The other two segments are little classics in and of themselves for the
younger of the two filmmakers. Wong Kar Wai delivers a touching, sad
romantic tale of a tailor's apprentice who has a curiosity about a
woman who does something erotic with him on a first visit (hence the
title of the segment, The Hand, though it's not as pat a term as might
be imagined. The actors involved are all marvelous, and the style in
how Kaw-Wai sets up his shots demands attention, despite it being
unconventional. The acting is very natural, the music used comes in at
just the right moments for emotional contact (you almost anticipate it,
and when it comes, it's powerful), and the ending wraps the story up
rather fittingly. It goes to show that Kar-Wai might be the most
skilled at making romantic-dramas in China, or at least is the most
popular.
Steven Soderbergh, likely around the time he directed the slightly
off-putting Ocean's Twelve, concocted this sort of comedy of manners,
as he says, "so I could have my name on a poster with Antonioni." It
stars Robert Downey Jr. and Alan Arkin as a salesman and a psychiatrist
respectively, and Downey's character is anxious about his job and, more
importantly, about a woman in his dream. Arkin is hilarious in his role
as a man who would much rather look out the window with binoculars at
someone we do not see in the short.

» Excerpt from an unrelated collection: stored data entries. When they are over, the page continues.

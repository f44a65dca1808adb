use rust_decimal::{Decimal, RoundingStrategy};
use serde::{Deserialize, Serialize};
use std::collections::BTreeMap;
use std::fmt;
use thiserror::Error;

/// Typed errors for the types subsystem
#[derive(Error, Debug)]
pub enum TypesError {
    #[error("Invalid symbol: {0}")]
    InvalidSymbol(String),
    #[error("Invalid decimal: {0}")]
    InvalidDecimal(#[from] rust_decimal::Error),
}

/// Unified `BASE/QUOTE` symbol
#[derive(Debug, Clone, PartialEq, Eq, Hash, Serialize, Deserialize)]
pub struct Symbol {
    pub base: String,
    pub quote: String,
}

impl Symbol {
    /// Create a new symbol with validation
    pub fn new(base: impl Into<String>, quote: impl Into<String>) -> Result<Self, TypesError> {
        let base = base.into();
        let quote = quote.into();

        if base.is_empty() || quote.is_empty() {
            return Err(TypesError::InvalidSymbol(
                "Base and quote assets cannot be empty".to_string(),
            ));
        }

        Ok(Self { base, quote })
    }

    /// Parse a unified symbol such as `BTC/USDT`.
    ///
    /// Derivative suffixes (`BTC/USDT:USDT`) are accepted and ignored.
    pub fn parse(symbol: &str) -> Result<Self, TypesError> {
        let spot = symbol.split(':').next().unwrap_or(symbol);
        let (base, quote) = spot
            .split_once('/')
            .ok_or_else(|| TypesError::InvalidSymbol(symbol.to_string()))?;
        Self::new(base, quote)
    }

    /// Concatenated form used by most exchanges as market id (`BTCUSDT`)
    pub fn concatenated(&self) -> String {
        format!("{}{}", self.base, self.quote)
    }

    /// Joined with a custom separator, lower-cased (`btc_mxn`)
    pub fn joined_lowercase(&self, separator: &str) -> String {
        format!("{}{}{}", self.base, separator, self.quote).to_lowercase()
    }
}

But his physical mannerisms, as
Downey goes through his dream to confront himself (filmed in nice black
and white, by the way), makes the scene all the more worthwhile. The
last shots, jump cuts, of a paper airplane flying out the window are
filmed with a fine touch of whimsy. There is also a solid, painterly
use of blue in one particular part of the dream scene early on in the
segment.
Then we come to Antonioni. First off, let one address the good
qualities, or at least the fair, expectable qualities, that come with
many of Antonioni's films. In a sense, he's hearkening back to his
classic 'trilogy' (L'Aventurra, La Notte, The Eclipse), where a married
couple is going through a crisis, and they spend a lot of time not
saying anything to one another, and looking out at beautiful Italian
landscapes and beaches. In a way, I almost wish this was a
feature-length film as opposed to a more or less half hour short. I
wanted to know more about these people, about what they do, or what
they were doing or going to. But there seem to be two big flaws in the
segment (the nudity didn't bother me- there were actually a couple of
memorable shots, one of which just a woman's foot on a bed). One was
with the music. Some have said that the film is Antonioni's closest
trip to soft-core porn. While I would class his directorial eye and
style miles above anything on after-midnight Cinemax, the music by
Enrica Antonioni and Vinicio Milani is a complete contrast of the music
more associated with the director's work, which is either spellbinding
in it's atmosphere, or haunting with the usage of rock and roll. Here
he uses the music, electronic and with preposterous lyrics, in the more
'erotic' scenes. The other flaw is that, because of the film's short
length, there isn't enough time as usual to build up the enigmatic
stance of the story. The climax involves the two lead women (one the
wife, the other the stranger adulteress) completely nude looking at
each other on the beach. While it is interesting to have this image
open for interpretation, it is also frustrating in ways that weren't so
in the endings to the other Antonioni 'human mysteries'.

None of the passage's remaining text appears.